Amor e Sorte – Episódio 3: Territórios – O melhor lugar do mundo

 

Dirigido por Patrícia Pedrosa e Ricardo e Spencer, com roteiro de Jô Abdul e Adriana Falcão, o terceiro episódio da minissérie antológica da Rede Globo, Amor e Sorte (2020), volta a aprofundar as relações e seus desafios durante esta época em que muitos de nós fomos levados ao confinamento e a convivermos uns com os outros de formas completamente diferentes do que estávamos acostumados. Em Territórios conhecemos o casal Clara (Fabiula Nascimento) e Francisco (Emilio Dantas) que, pouco antes do início da pandemia, se vê em vias de um término motivado pela traição de um deles, mas que antes de se separarem espacialmente, com alguém saindo de casa, como é comum acontecer nestes casos, a recomendação médica de que fiquem isolados onde quer que estivessem os pega de surpresa, ainda mais quando Clara é possivelmente diagnosticada com a doença.

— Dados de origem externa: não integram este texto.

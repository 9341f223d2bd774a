//! Spatial math for the surveillance pipeline.
//!
//! The controlled volume uses a flat Cartesian frame in linear units, so
//! separation math is plain planar geometry rather than great-circle work.

use serde::Deserialize;

/// Default controlled-airspace bounds.
pub const AIRSPACE_X_MIN: f64 = 0.0;
pub const AIRSPACE_X_MAX: f64 = 100_000.0;
pub const AIRSPACE_Y_MIN: f64 = 0.0;
pub const AIRSPACE_Y_MAX: f64 = 100_000.0;
pub const AIRSPACE_Z_MIN: f64 = 15_000.0;
pub const AIRSPACE_Z_MAX: f64 = 25_000.0;

/// The rectangular prism in which positions are considered valid.
///
/// Bounds are closed on both ends: a position exactly on a face is
/// inside. Deserializable so a rules file can override the volume.
#[derive(Debug, Clone, Copy, PartialEq, Deserialize)]
pub struct Airspace {
    pub x_min: f64,
    pub x_max: f64,
    pub y_min: f64,
    pub y_max: f64,
    pub z_min: f64,
    pub z_max: f64,
}

impl Default for Airspace {
    fn default() -> Self {
        Self {
            x_min: AIRSPACE_X_MIN,
            x_max: AIRSPACE_X_MAX,
            y_min: AIRSPACE_Y_MIN,
            y_max: AIRSPACE_Y_MAX,
            z_min: AIRSPACE_Z_MIN,
            z_max: AIRSPACE_Z_MAX,
        }
    }
}

impl Airspace {
    pub fn contains(&self, pos: &Position) -> bool {
        pos.x >= self.x_min
            && pos.x <= self.x_max
            && pos.y >= self.y_min
            && pos.y <= self.y_max
            && pos.z >= self.z_min
            && pos.z <= self.z_max
    }

    /// Valid altitude band for altitude-change commands.
    pub fn altitude_valid(&self, z: f64) -> bool {
        z >= self.z_min && z <= self.z_max
    }
}

/// A point in the controlled volume, in linear units.
#[derive(Debug, Clone, Copy, Default, PartialEq)]
pub struct Position {
    pub x: f64,
    pub y: f64,
    pub z: f64,
}

impl Position {
    pub fn new(x: f64, y: f64, z: f64) -> Self {
        Self { x, y, z }
    }

    pub fn is_valid(&self, airspace: &Airspace) -> bool {
        airspace.contains(self)
    }

    /// Horizontal (planar) distance to another position.
    pub fn horizontal_distance(&self, other: &Position) -> f64 {
        let dx = self.x - other.x;
        let dy = self.y - other.y;
        (dx * dx + dy * dy).sqrt()
    }

    /// Absolute altitude difference to another position.
    pub fn vertical_distance(&self, other: &Position) -> f64 {
        (self.z - other.z).abs()
    }

    /// Midpoint between two positions.
    pub fn midpoint(&self, other: &Position) -> Position {
        Position {
            x: (self.x + other.x) / 2.0,
            y: (self.y + other.y) / 2.0,
            z: (self.z + other.z) / 2.0,
        }
    }
}

/// Velocity vector in linear units per second.
#[derive(Debug, Clone, Copy, Default, PartialEq)]
pub struct Velocity {
    pub vx: f64,
    pub vy: f64,
    pub vz: f64,
}

impl Velocity {
    pub fn new(vx: f64, vy: f64, vz: f64) -> Self {
        Self { vx, vy, vz }
    }

    /// Total speed (3-D magnitude).
    pub fn speed(&self) -> f64 {
        (self.vx * self.vx + self.vy * self.vy + self.vz * self.vz).sqrt()
    }

    /// Horizontal speed (planar magnitude).
    pub fn ground_speed(&self) -> f64 {
        (self.vx * self.vx + self.vy * self.vy).sqrt()
    }

    /// Rewrite the horizontal components from speed and heading.
    ///
    /// The vertical component is preserved.
    pub fn set_from_speed_and_heading(&mut self, speed: f64, heading_deg: f64) {
        let heading_rad = heading_deg.to_radians();
        self.vx = speed * heading_rad.cos();
        self.vy = speed * heading_rad.sin();
    }

    /// Heading in degrees derived from the horizontal components,
    /// normalised to [0, 360).
    pub fn heading_deg(&self) -> f64 {
        let mut heading = self.vy.atan2(self.vx).to_degrees();
        if heading < 0.0 {
            heading += 360.0;
        }
        heading
    }
}

/// Straight-line dead-reckoned position after `dt_secs`.
pub fn dead_reckon(pos: &Position, vel: &Velocity, dt_secs: f64) -> Position {
    Position {
        x: pos.x + vel.vx * dt_secs,
        y: pos.y + vel.vy * dt_secs,
        z: pos.z + vel.vz * dt_secs,
    }
}

#[cfg(test)]
mod tests {
    use super::*;

    #[test]
    fn boundary_positions_are_valid() {
        let airspace = Airspace::default();
        assert!(Position::new(0.0, 0.0, 15_000.0).is_valid(&airspace));
        assert!(Position::new(100_000.0, 100_000.0, 25_000.0).is_valid(&airspace));
    }

    #[test]
    fn one_unit_outside_is_invalid() {
        let airspace = Airspace::default();
        assert!(!Position::new(-1.0, 0.0, 20_000.0).is_valid(&airspace));
        assert!(!Position::new(100_001.0, 0.0, 20_000.0).is_valid(&airspace));
        assert!(!Position::new(0.0, 0.0, 14_999.0).is_valid(&airspace));
        assert!(!Position::new(0.0, 0.0, 25_001.0).is_valid(&airspace));
    }

    #[test]
    fn speed_and_heading_round_trip() {
        let mut vel = Velocity::new(0.0, 0.0, 12.0);
        vel.set_from_speed_and_heading(300.0, 45.0);
        assert!((vel.ground_speed() - 300.0).abs() < 1e-9);
        assert!((vel.heading_deg() - 45.0).abs() < 1e-9);
        // vz untouched
        assert!((vel.vz - 12.0).abs() < f64::EPSILON);
    }

    #[test]
    fn heading_normalised_to_positive_range() {
        // Due "south" in the x/y frame: negative y component
        let vel = Velocity::new(0.0, -250.0, 0.0);
        assert!((vel.heading_deg() - 270.0).abs() < 1e-9);
    }

    #[test]
    fn dead_reckon_advances_linearly() {
        let pos = Position::new(1000.0, 2000.0, 20_000.0);
        let vel = Velocity::new(100.0, -50.0, 10.0);
        let next = dead_reckon(&pos, &vel, 2.0);
        assert!((next.x - 1200.0).abs() < 1e-9);
        assert!((next.y - 1900.0).abs() < 1e-9);
        assert!((next.z - 20_020.0).abs() < 1e-9);
    }

    #[test]
    fn horizontal_distance_ignores_altitude() {
        let a = Position::new(0.0, 0.0, 15_000.0);
        let b = Position::new(3.0, 4.0, 25_000.0);
        assert!((a.horizontal_distance(&b) - 5.0).abs() < 1e-9);
        assert!((a.vertical_distance(&b) - 10_000.0).abs() < 1e-9);
    }
}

Temos então o surgimento de um dilema: os dois se veem em um ponto onde geralmente os casais preferem tomar um distanciamento um do outro, o que se torna impossível, já que dividem a mesma casa. Uma passivo-agressividade se torna quase inevitável, mas de uma forma onde o passivo, ainda que com alguma dificuldade, se sobrepõe ao agressivo, pois o sentimento por parte dos dois é mais o de uma decepção, que faz nascer uma raiva não violenta, e sim triste. E é algo com o que pessoalmente me identifico bastante, certas decepções me levam a uma melancolia, como se sentisse que algo deu errado, o que me leva a buscar ou uma solução para consertar esse algo, ou ao menos uma explicação para que tenha seguido aquele caminho.

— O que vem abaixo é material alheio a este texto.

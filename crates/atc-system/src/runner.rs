//! Fixed-period task execution with drift absorption.
//!
//! Every periodic component in the kernel (aircraft integrators, radar,
//! separation engine, display, history) is a [`PeriodicTask`] driven by
//! [`spawn_periodic`]. The runner owns the cadence: it measures each
//! cycle, keeps best/worst execution statistics, and schedules the next
//! activation at `exec_start + period` so a single overrun never
//! accumulates lag.

use async_trait::async_trait;
use atc_core::AtcError;
use std::sync::atomic::{AtomicU64, Ordering};
use std::sync::Arc;
use std::time::{Duration, Instant};
use tokio::task::JoinHandle;
use tokio_util::sync::CancellationToken;

/// Whether the task wants another activation.
#[derive(Debug, Clone, Copy, PartialEq, Eq)]
pub enum TaskFlow {
    Continue,
    /// The task is done (e.g. an aircraft left the airspace); the
    /// runner exits after this cycle.
    Stop,
}

/// One periodically-executed component.
///
/// `priority` is advisory: it is carried into logs and stats so the
/// scheduling table stays visible, but correctness never depends on
/// preemption order.
#[async_trait]
pub trait PeriodicTask: Send + Sync + 'static {
    fn name(&self) -> &str;

    fn priority(&self) -> i32;

    async fn execute(&self) -> Result<TaskFlow, AtcError>;
}

/// Shared, mutable period for a running task, in milliseconds.
///
/// Changing it takes effect at the next scheduled activation.
#[derive(Debug)]
pub struct PeriodCell {
    millis: AtomicU64,
}

impl PeriodCell {
    pub fn new(period: Duration) -> Arc<Self> {
        Arc::new(Self {
            millis: AtomicU64::new(period.as_millis() as u64),
        })
    }

    pub fn get(&self) -> Duration {
        Duration::from_millis(self.millis.load(Ordering::Relaxed))
    }

    pub fn set(&self, period: Duration) {
        self.millis
            .store(period.as_millis() as u64, Ordering::Relaxed);
    }
}

/// Running best/worst execution-time statistics, in microseconds.
#[derive(Debug)]
pub struct ExecStats {
    cycles: AtomicU64,
    failures: AtomicU64,
    best_us: AtomicU64,
    worst_us: AtomicU64,
}

impl ExecStats {
    fn new() -> Arc<Self> {
        Arc::new(Self {
            cycles: AtomicU64::new(0),
            failures: AtomicU64::new(0),
            best_us: AtomicU64::new(u64::MAX),
            worst_us: AtomicU64::new(0),
        })
    }

    fn record(&self, elapsed: Duration) {
        // Clamp to 1µs so the "never ran" sentinels stay unambiguous.
        let us = (elapsed.as_micros() as u64).max(1);
        self.cycles.fetch_add(1, Ordering::Relaxed);
        self.best_us.fetch_min(us, Ordering::Relaxed);
        self.worst_us.fetch_max(us, Ordering::Relaxed);
    }

    fn record_failure(&self) {
        self.failures.fetch_add(1, Ordering::Relaxed);
    }

    pub fn cycles(&self) -> u64 {
        self.cycles.load(Ordering::Relaxed)
    }

    pub fn failures(&self) -> u64 {
        self.failures.load(Ordering::Relaxed)
    }

    pub fn best(&self) -> Option<Duration> {
        match self.best_us.load(Ordering::Relaxed) {
            u64::MAX => None,
            us => Some(Duration::from_micros(us)),
        }
    }

    pub fn worst(&self) -> Option<Duration> {
        match self.worst_us.load(Ordering::Relaxed) {
            0 => None,
            us => Some(Duration::from_micros(us)),
        }
    }
}

/// Handle to a spawned periodic task.
pub struct PeriodicHandle {
    name: String,
    period: Arc<PeriodCell>,
    stats: Arc<ExecStats>,
    token: CancellationToken,
    join: tokio::sync::Mutex<Option<JoinHandle<()>>>,
}

impl PeriodicHandle {
    pub fn name(&self) -> &str {
        &self.name
    }

    pub fn period(&self) -> Arc<PeriodCell> {
        Arc::clone(&self.period)
    }

    pub fn stats(&self) -> Arc<ExecStats> {
        Arc::clone(&self.stats)
    }

    /// Request cooperative shutdown and wait for the task to exit.
    ///
    /// The current cycle runs to completion before the task stops.
    pub async fn stop(&self) {
        self.token.cancel();
        let handle = self.join.lock().await.take();
        if let Some(handle) = handle {
            if let Err(err) = handle.await {
                tracing::error!(task = %self.name, "periodic task panicked: {err}");
            }
        }
    }
}

/// Spawn a periodic task with an externally controllable period.
pub fn spawn_periodic_with_cell(
    task: Arc<dyn PeriodicTask>,
    period: Arc<PeriodCell>,
) -> PeriodicHandle {
    let name = task.name().to_string();
    let stats = ExecStats::new();
    let token = CancellationToken::new();

    tracing::info!(
        task = %name,
        priority = task.priority(),
        period_ms = period.get().as_millis() as u64,
        "starting periodic task"
    );

    let join = tokio::spawn(run_loop(
        task,
        Arc::clone(&period),
        Arc::clone(&stats),
        token.clone(),
    ));

    PeriodicHandle {
        name,
        period,
        stats,
        token,
        join: tokio::sync::Mutex::new(Some(join)),
    }
}

/// Spawn a periodic task with a fixed initial period.
pub fn spawn_periodic(task: Arc<dyn PeriodicTask>, period: Duration) -> PeriodicHandle {
    spawn_periodic_with_cell(task, PeriodCell::new(period))
}

async fn run_loop(
    task: Arc<dyn PeriodicTask>,
    period: Arc<PeriodCell>,
    stats: Arc<ExecStats>,
    token: CancellationToken,
) {
    loop {
        let exec_start = Instant::now();

        match task.execute().await {
            Ok(TaskFlow::Continue) => {}
            Ok(TaskFlow::Stop) => {
                tracing::info!(task = task.name(), "periodic task finished");
                break;
            }
            Err(err) => {
                // A failing cycle never terminates the task.
                stats.record_failure();
                tracing::warn!(task = task.name(), "cycle failed: {err}");
            }
        }

        stats.record(exec_start.elapsed());

        // Next activation at exec_start + P. If we overran the period,
        // sleep_until fires immediately and the lag is not carried over.
        let next_activation = exec_start + period.get();
        tokio::select! {
            _ = token.cancelled() => break,
            _ = tokio::time::sleep_until(next_activation.into()) => {}
        }
    }
}

#[cfg(test)]
mod tests {
    use super::*;
    use std::sync::atomic::AtomicUsize;

    struct CountingTask {
        count: AtomicUsize,
        stop_after: Option<usize>,
        fail_on: Option<usize>,
    }

    #[async_trait]
    impl PeriodicTask for CountingTask {
        fn name(&self) -> &str {
            "counting"
        }

        fn priority(&self) -> i32 {
            1
        }

        async fn execute(&self) -> Result<TaskFlow, AtcError> {
            let n = self.count.fetch_add(1, Ordering::SeqCst) + 1;
            if self.fail_on == Some(n) {
                return Err(AtcError::TransientIo("injected".into()));
            }
            if self.stop_after == Some(n) {
                return Ok(TaskFlow::Stop);
            }
            Ok(TaskFlow::Continue)
        }
    }

    #[tokio::test]
    async fn runs_on_cadence_and_stops() {
        let task = Arc::new(CountingTask {
            count: AtomicUsize::new(0),
            stop_after: None,
            fail_on: None,
        });
        let handle = spawn_periodic(Arc::clone(&task) as Arc<dyn PeriodicTask>, Duration::from_millis(10));

        tokio::time::sleep(Duration::from_millis(55)).await;
        handle.stop().await;
        let ran = task.count.load(Ordering::SeqCst);
        assert!(ran >= 3, "expected several activations, got {ran}");
        assert_eq!(handle.stats().cycles(), ran as u64);

        // No further activations after stop
        tokio::time::sleep(Duration::from_millis(30)).await;
        assert_eq!(task.count.load(Ordering::SeqCst), ran);
    }

    #[tokio::test]
    async fn failing_cycle_does_not_terminate_the_task() {
        let task = Arc::new(CountingTask {
            count: AtomicUsize::new(0),
            stop_after: None,
            fail_on: Some(1),
        });
        let handle = spawn_periodic(Arc::clone(&task) as Arc<dyn PeriodicTask>, Duration::from_millis(5));

        tokio::time::sleep(Duration::from_millis(40)).await;
        handle.stop().await;

        assert!(task.count.load(Ordering::SeqCst) > 1);
        assert_eq!(handle.stats().failures(), 1);
    }

    #[tokio::test]
    async fn task_flow_stop_ends_the_loop() {
        let task = Arc::new(CountingTask {
            count: AtomicUsize::new(0),
            stop_after: Some(2),
            fail_on: None,
        });
        let handle = spawn_periodic(Arc::clone(&task) as Arc<dyn PeriodicTask>, Duration::from_millis(5));

        tokio::time::sleep(Duration::from_millis(50)).await;
        assert_eq!(task.count.load(Ordering::SeqCst), 2);
        handle.stop().await;
    }

    #[tokio::test]
    async fn period_change_takes_effect_next_activation() {
        let task = Arc::new(CountingTask {
            count: AtomicUsize::new(0),
            stop_after: None,
            fail_on: None,
        });
        let handle = spawn_periodic(Arc::clone(&task) as Arc<dyn PeriodicTask>, Duration::from_millis(200));

        // Let the first cycle run, then shrink the period drastically.
        tokio::time::sleep(Duration::from_millis(20)).await;
        assert_eq!(task.count.load(Ordering::SeqCst), 1);
        handle.period().set(Duration::from_millis(10));

        tokio::time::sleep(Duration::from_millis(300)).await;
        handle.stop().await;
        assert!(task.count.load(Ordering::SeqCst) > 3);
    }

    #[tokio::test]
    async fn stats_track_best_and_worst() {
        struct SleepyTask;

        #[async_trait]
        impl PeriodicTask for SleepyTask {
            fn name(&self) -> &str {
                "sleepy"
            }
            fn priority(&self) -> i32 {
                1
            }
            async fn execute(&self) -> Result<TaskFlow, AtcError> {
                tokio::time::sleep(Duration::from_millis(2)).await;
                Ok(TaskFlow::Continue)
            }
        }

        let handle = spawn_periodic(Arc::new(SleepyTask), Duration::from_millis(10));
        tokio::time::sleep(Duration::from_millis(50)).await;
        handle.stop().await;

        let stats = handle.stats();
        let best = stats.best().expect("at least one cycle");
        let worst = stats.worst().expect("at least one cycle");
        assert!(best <= worst);
        assert!(worst >= Duration::from_millis(2));
    }
}
//! Typed message envelopes for advisories, commands, and alerts.

use atc_core::models::AircraftState;
use chrono::Utc;

/// Envelope discriminant. Tags are part of the wire layout.
#[derive(Debug, Clone, Copy, PartialEq, Eq)]
pub enum MessageType {
    PositionUpdate,
    Command,
    Alert,
    StatusRequest,
    StatusResponse,
    OperatorInput,
    OperatorResponse,
}

impl MessageType {
    pub fn tag(&self) -> u8 {
        match self {
            MessageType::PositionUpdate => 0,
            MessageType::Command => 1,
            MessageType::Alert => 2,
            MessageType::StatusRequest => 3,
            MessageType::StatusResponse => 4,
            MessageType::OperatorInput => 5,
            MessageType::OperatorResponse => 6,
        }
    }

    pub fn from_tag(tag: u8) -> Option<MessageType> {
        match tag {
            0 => Some(MessageType::PositionUpdate),
            1 => Some(MessageType::Command),
            2 => Some(MessageType::Alert),
            3 => Some(MessageType::StatusRequest),
            4 => Some(MessageType::StatusResponse),
            5 => Some(MessageType::OperatorInput),
            6 => Some(MessageType::OperatorResponse),
            _ => None,
        }
    }
}

/// A command directed at one aircraft (or the system).
#[derive(Debug, Clone, PartialEq, Eq)]
pub struct CommandData {
    pub target_id: String,
    pub command: String,
    pub params: Vec<String>,
}

impl CommandData {
    pub fn new(target_id: impl Into<String>, command: impl Into<String>) -> Self {
        Self {
            target_id: target_id.into(),
            command: command.into(),
            params: Vec::new(),
        }
    }

    pub fn with_param(mut self, param: impl Into<String>) -> Self {
        self.params.push(param.into());
        self
    }
}

/// Alert severity. Tags are part of the wire layout.
#[derive(Debug, Clone, Copy, PartialEq, Eq, PartialOrd, Ord)]
pub enum AlertLevel {
    Info,
    Warning,
    Critical,
    Emergency,
}

impl AlertLevel {
    pub fn tag(&self) -> u8 {
        match self {
            AlertLevel::Info => 0,
            AlertLevel::Warning => 1,
            AlertLevel::Critical => 2,
            AlertLevel::Emergency => 3,
        }
    }

    pub fn from_tag(tag: u8) -> Option<AlertLevel> {
        match tag {
            0 => Some(AlertLevel::Info),
            1 => Some(AlertLevel::Warning),
            2 => Some(AlertLevel::Critical),
            3 => Some(AlertLevel::Emergency),
            _ => None,
        }
    }
}

#[derive(Debug, Clone, PartialEq, Eq)]
pub struct AlertData {
    pub level: AlertLevel,
    pub description: String,
    pub timestamp_ms: u64,
}

#[derive(Debug, Clone, PartialEq, Eq)]
pub struct StatusResponseData {
    pub target_id: String,
    pub status_text: String,
    pub timestamp_ms: u64,
}

/// Payload union, discriminated by the envelope type.
#[derive(Debug, Clone, PartialEq)]
pub enum MessagePayload {
    AircraftState(AircraftState),
    Command(CommandData),
    Alert(AlertData),
    StatusResponse(StatusResponseData),
}

#[derive(Debug, Clone, PartialEq)]
pub struct Message {
    pub message_type: MessageType,
    pub sender_id: String,
    pub timestamp_ms: u64,
    pub payload: MessagePayload,
}

fn now_ms() -> u64 {
    Utc::now().timestamp_millis().max(0) as u64
}

impl Message {
    pub fn position_update(sender_id: impl Into<String>, state: AircraftState) -> Self {
        Self {
            message_type: MessageType::PositionUpdate,
            sender_id: sender_id.into(),
            timestamp_ms: now_ms(),
            payload: MessagePayload::AircraftState(state),
        }
    }

    pub fn command(sender_id: impl Into<String>, data: CommandData) -> Self {
        Self {
            message_type: MessageType::Command,
            sender_id: sender_id.into(),
            timestamp_ms: now_ms(),
            payload: MessagePayload::Command(data),
        }
    }

    pub fn alert(
        sender_id: impl Into<String>,
        level: AlertLevel,
        description: impl Into<String>,
    ) -> Self {
        let timestamp_ms = now_ms();
        Self {
            message_type: MessageType::Alert,
            sender_id: sender_id.into(),
            timestamp_ms,
            payload: MessagePayload::Alert(AlertData {
                level,
                description: description.into(),
                timestamp_ms,
            }),
        }
    }

    pub fn status_request(sender_id: impl Into<String>, target_id: impl Into<String>) -> Self {
        Self {
            message_type: MessageType::StatusRequest,
            sender_id: sender_id.into(),
            timestamp_ms: now_ms(),
            payload: MessagePayload::Command(CommandData::new(target_id, "STATUS")),
        }
    }

    pub fn status_response(
        sender_id: impl Into<String>,
        target_id: impl Into<String>,
        status_text: impl Into<String>,
    ) -> Self {
        let timestamp_ms = now_ms();
        Self {
            message_type: MessageType::StatusResponse,
            sender_id: sender_id.into(),
            timestamp_ms,
            payload: MessagePayload::StatusResponse(StatusResponseData {
                target_id: target_id.into(),
                status_text: status_text.into(),
                timestamp_ms,
            }),
        }
    }

    pub fn operator_input(sender_id: impl Into<String>, data: CommandData) -> Self {
        Self {
            message_type: MessageType::OperatorInput,
            sender_id: sender_id.into(),
            timestamp_ms: now_ms(),
            payload: MessagePayload::Command(data),
        }
    }

    pub fn operator_response(
        sender_id: impl Into<String>,
        target_id: impl Into<String>,
        status_text: impl Into<String>,
    ) -> Self {
        let mut msg = Self::status_response(sender_id, target_id, status_text);
        msg.message_type = MessageType::OperatorResponse;
        msg
    }
}

#[cfg(test)]
mod tests {
    use super::*;

    #[test]
    fn message_type_tags_round_trip() {
        for tag in 0..=6u8 {
            let mt = MessageType::from_tag(tag).expect("valid tag");
            assert_eq!(mt.tag(), tag);
        }
        assert_eq!(MessageType::from_tag(7), None);
    }

    #[test]
    fn alert_constructor_stamps_payload_and_envelope_together() {
        let msg = Message::alert("SEPARATION", AlertLevel::Critical, "conflict");
        match &msg.payload {
            MessagePayload::Alert(alert) => {
                assert_eq!(alert.timestamp_ms, msg.timestamp_ms);
                assert_eq!(alert.level, AlertLevel::Critical);
            }
            other => panic!("unexpected payload: {other:?}"),
        }
    }

    #[test]
    fn command_builder_collects_params() {
        let data = CommandData::new("AC001", "ALTITUDE").with_param("19000");
        assert_eq!(data.params, vec!["19000"]);
        let msg = Message::command("OPERATOR", data);
        assert_eq!(msg.message_type, MessageType::Command);
    }
}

O tom de comédia romântica leve escolhido pelas roteiristas, com um ritmo compassado de uma montagem certeira, se mostram perfeitos para contar esta história que poderia ser extremamente pesada se apresentada de outra forma, mas carrega desde seu início um respiro que nos trás uma esperança. Esperança não necessariamente de que o casal se resolva e reate o relacionamento, mas que ao menos ambos fiquem bem, já que passamos a nos importar com os dois igualmente, quase como se estivéssemos presenciando o término de um casal de amigos de quem gostamos muito. É triste? Claro que sim. Mas pode ser uma experiência necessária para os dois.

A química perfeita entre Fabiula e Emilio, que são de fato casados, deu a Clara e Francisco o gostinho que precisávamos para realmente acreditar naquele casal, e de lamentarmos aquele possível fim. E o breve flashback onde somos levados pela memória dos dois ao momento de um de seus primeiros encontros, em uma quarta-feira de cinzas, nos comove ainda mais, ao som da belíssima Aqui e Agora de Gilberto Gil, música que servirá de mote para todo o episódio.

Mesmo separados dentro de sua própria casa e com as tentativas de arrumarem algum motivo besta para uma intriga, seja a lembrança do famigerado dentista, pivô da traição, seja a “sinceridade” sobre o péssimo cafuné de um ou a pouca habilidade para a dança de outro, fica óbvio que o casal não quer se separar, e é muito lindo perceber isso através da sutileza nas interpretações de Fabiula e Emilio, um sorrisinho ali, uma olhadinha de lado aqui. E o momento em que chegam a conclusão de que o relacionamento jamais “deu errado”, já que viveram juntos muitos e muitos momentos felizes, é o que nos faz pensar que, mesmo uma experiência decepcionante, ainda assim é uma experiência, e elas existem para que aprendamos.

Não é fácil tirar algo bom do lugar em que uma crise de saúde mundial nos colocou, não mesmo. Nossas cabeças não estavam preparadas para um acontecimento tão grandioso e desagradável – para usar de um eufemismo – que exige de nós forças que nem sabíamos que tínhamos. Mas talvez se olharmos bem, depois de respirarmos, de fazermos um carinho em nossos cães e gatos, de brincarmos um pouco com nossos filhos ou jogarmos um joguinho online com nossos amigos, no meio de tanta barbárie e provação que infelizmente estamos vivendo, talvez ouçamos lá no fundo Gil nos dizendo que o melhor lugar do mundo é aqui e agora.